Das Verfassungsgericht verschiebt die Entscheidung über die Berufung von Garrido und Costa wegen des Ausschlusses von Le Senne aus der Plenarsitzung

Das Gericht musste die Berufung der sozialistischen Abgeordneten wegen des Vorfalls mit dem Foto von Aurora Picornell im Parlament entscheiden

Gabriel Le Senne (Vox) stößt Mercedes Garrido (PSIB) hinaus, nachdem sie das Foto der Roges del Molinar zerrissen hat
ARA Balears
08/07/2026
1 min

PalmaDie Plenarsitzung des Verfassungsgerichts (TC) hat die Entscheidung über die von den sozialistischen Abgeordneten Mercedes Garrido und Pilar Costa eingereichte Verfassungsbeschwerde aufgrund ihres Ausschlusses aus der Plenarsitzung des Parlaments am 18. Juni 2024, während der Sitzung, in der der Parlamentspräsident Gabriel Le Senne ein Foto von Aurora Picornell zerriss, vertagt.

Das Hohe Gericht hatte geplant, die Berufung an diesem Mittwoch zu verhandeln, aber der Punkt wurde schließlich gestrichen und muss in eine neue Sitzung aufgenommen werden, deren Datum noch nicht feststeht.

Die beiden Abgeordneten behaupten, dass ihr Ausschluss das Grundrecht auf freie Meinungsäußerung und das Recht auf Beteiligung am öffentlichen Leben verletzt hat.

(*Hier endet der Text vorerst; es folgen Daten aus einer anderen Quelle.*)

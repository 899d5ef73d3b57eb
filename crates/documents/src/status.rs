//! Document kinds, status values and the per-kind transition tables.
//!
//! Legal edges are plain data so they can be listed, tested and rendered
//! without reading through conditionals.

use serde::{Deserialize, Serialize};

use forgewms_core::DocumentPrefix;

#[derive(Debug, Clone, Copy, PartialEq, Eq, Hash, Serialize, Deserialize)]
pub enum DocumentKind {
    Receipt,
    Issue,
    Transfer,
    Count,
}

impl DocumentKind {
    pub fn prefix(self) -> DocumentPrefix {
        match self {
            DocumentKind::Receipt => DocumentPrefix::Gr,
            DocumentKind::Issue => DocumentPrefix::Gi,
            DocumentKind::Transfer => DocumentPrefix::Gt,
            DocumentKind::Count => DocumentPrefix::Ic,
        }
    }

    pub fn from_prefix(prefix: DocumentPrefix) -> Self {
        match prefix {
            DocumentPrefix::Gr => DocumentKind::Receipt,
            DocumentPrefix::Gi => DocumentKind::Issue,
            DocumentPrefix::Gt => DocumentKind::Transfer,
            DocumentPrefix::Ic => DocumentKind::Count,
        }
    }

    pub fn as_str(self) -> &'static str {
        match self {
            DocumentKind::Receipt => "Receipt",
            DocumentKind::Issue => "Issue",
            DocumentKind::Transfer => "Transfer",
            DocumentKind::Count => "Count",
        }
    }

    /// Status from which header and lines may still be edited in edit mode
    /// (besides Draft, which is always editable).
    pub fn initial_editable_status(self) -> DocumentStatus {
        match self {
            DocumentKind::Receipt | DocumentKind::Issue => DocumentStatus::New,
            DocumentKind::Transfer | DocumentKind::Count => DocumentStatus::Draft,
        }
    }

    /// Status in which line details are filled in (picking, receiving).
    pub fn fulfillment_status(self) -> Option<DocumentStatus> {
        match self {
            DocumentKind::Receipt => Some(DocumentStatus::Receiving),
            DocumentKind::Issue => Some(DocumentStatus::Picking),
            DocumentKind::Transfer | DocumentKind::Count => None,
        }
    }

    /// Status a document is submitted to when saved out of Draft.
    pub fn submitted_status(self) -> DocumentStatus {
        match self {
            DocumentKind::Transfer => DocumentStatus::Created,
            _ => DocumentStatus::New,
        }
    }

    /// Whether reaching `to` must move stock through the ledger.
    pub fn commits_stock(self, to: DocumentStatus) -> bool {
        matches!(
            (self, to),
            (DocumentKind::Receipt, DocumentStatus::Completed)
                | (DocumentKind::Issue, DocumentStatus::Completed)
        )
    }
}

impl core::fmt::Display for DocumentKind {
    fn fmt(&self, f: &mut core::fmt::Formatter<'_>) -> core::fmt::Result {
        f.write_str(self.as_str())
    }
}

/// Status values across all kinds. Each kind uses the subset its table names;
/// `Exporting` only ever appears as a derived Transfer status.
#[derive(Debug, Clone, Copy, PartialEq, Eq, Hash, Serialize, Deserialize)]
pub enum DocumentStatus {
    Draft,
    New,
    Created,
    Receiving,
    Picking,
    Exporting,
    Counting,
    Submitted,
    AdjustmentRequested,
    Completed,
    Rejected,
    Cancelled,
}

impl DocumentStatus {
    pub fn as_str(self) -> &'static str {
        match self {
            DocumentStatus::Draft => "Draft",
            DocumentStatus::New => "New",
            DocumentStatus::Created => "Created",
            DocumentStatus::Receiving => "Receiving",
            DocumentStatus::Picking => "Picking",
            DocumentStatus::Exporting => "Exporting",
            DocumentStatus::Counting => "Counting",
            DocumentStatus::Submitted => "Submitted",
            DocumentStatus::AdjustmentRequested => "AdjustmentRequested",
            DocumentStatus::Completed => "Completed",
            DocumentStatus::Rejected => "Rejected",
            DocumentStatus::Cancelled => "Cancelled",
        }
    }

    pub fn is_terminal(self) -> bool {
        matches!(
            self,
            DocumentStatus::Completed | DocumentStatus::Rejected | DocumentStatus::Cancelled
        )
    }
}

impl core::fmt::Display for DocumentStatus {
    fn fmt(&self, f: &mut core::fmt::Formatter<'_>) -> core::fmt::Result {
        f.write_str(self.as_str())
    }
}

use DocumentStatus::*;

const RECEIPT_TRANSITIONS: &[(DocumentStatus, DocumentStatus)] = &[
    (Draft, New),
    (New, Receiving),
    (Receiving, Submitted),
    (Submitted, Completed),
    (Submitted, Rejected),
    (Draft, Cancelled),
    (New, Cancelled),
    (Receiving, Cancelled),
    (Submitted, Cancelled),
];

const ISSUE_TRANSITIONS: &[(DocumentStatus, DocumentStatus)] = &[
    (Draft, New),
    (New, Picking),
    (Picking, Submitted),
    (Picking, AdjustmentRequested),
    (Submitted, Completed),
    (AdjustmentRequested, Completed),
    (Draft, Cancelled),
    (New, Cancelled),
    (Picking, Cancelled),
    (Submitted, Cancelled),
    (AdjustmentRequested, Cancelled),
];

const COUNT_TRANSITIONS: &[(DocumentStatus, DocumentStatus)] = &[
    (Draft, New),
    (New, Counting),
    (Counting, Submitted),
    (Submitted, Completed),
    (Draft, Cancelled),
    (New, Cancelled),
    (Counting, Cancelled),
    (Submitted, Cancelled),
];

// Stored Transfer statuses only; Exporting/Receiving are derived from the
// linked documents.
const TRANSFER_TRANSITIONS: &[(DocumentStatus, DocumentStatus)] = &[
    (Draft, Created),
    (Created, Completed),
    (Draft, Cancelled),
    (Created, Cancelled),
];

/// The legal `(from, to)` edges for a kind.
pub fn transition_table(kind: DocumentKind) -> &'static [(DocumentStatus, DocumentStatus)] {
    match kind {
        DocumentKind::Receipt => RECEIPT_TRANSITIONS,
        DocumentKind::Issue => ISSUE_TRANSITIONS,
        DocumentKind::Transfer => TRANSFER_TRANSITIONS,
        DocumentKind::Count => COUNT_TRANSITIONS,
    }
}

pub fn is_allowed(kind: DocumentKind, from: DocumentStatus, to: DocumentStatus) -> bool {
    transition_table(kind).contains(&(from, to))
}

/// Statuses reachable in one step from `from`.
pub fn next_statuses(kind: DocumentKind, from: DocumentStatus) -> Vec<DocumentStatus> {
    transition_table(kind)
        .iter()
        .filter(|(f, _)| *f == from)
        .map(|(_, t)| *t)
        .collect()
}

/// Every status that appears in a kind's table.
pub fn statuses(kind: DocumentKind) -> Vec<DocumentStatus> {
    let mut out = Vec::new();
    for (from, to) in transition_table(kind) {
        for s in [*from, *to] {
            if !out.contains(&s) {
                out.push(s);
            }
        }
    }
    out
}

Sie sind auch der Ansicht, dass Le Senne angeordnet hat, sie ohne rechtliche Grundlage aus dem Plenarsaal zu entfernen.

Im Rahmen des Verfahrens muss das Verfassungsgericht auch die Protokolle des Parlamentspräsidiums und des Sprecherrats für die Tage nach dem Vorfall prüfen.

Die Episode vom 18. Juni 2024 ereignete sich während der Debatte über die Aufhebung des Gesetzes zur demokratischen Erinnerung, als Gabriel Le Senne ein Foto von Aurora Picornell, das sozialistische Abgeordnete zeigten, entriss und zeriss. Die Ereignisse lösten eine starke institutionelle und politische Kontroverse aus.

Parallel dazu steht Le Senne weiterhin vor Gericht, nachdem die wegen der Vorfälle eingeleitete Klage bis zur Vorverhandlung wegen eines mutmaßlichen Hassverbrechens fortgeschritten ist.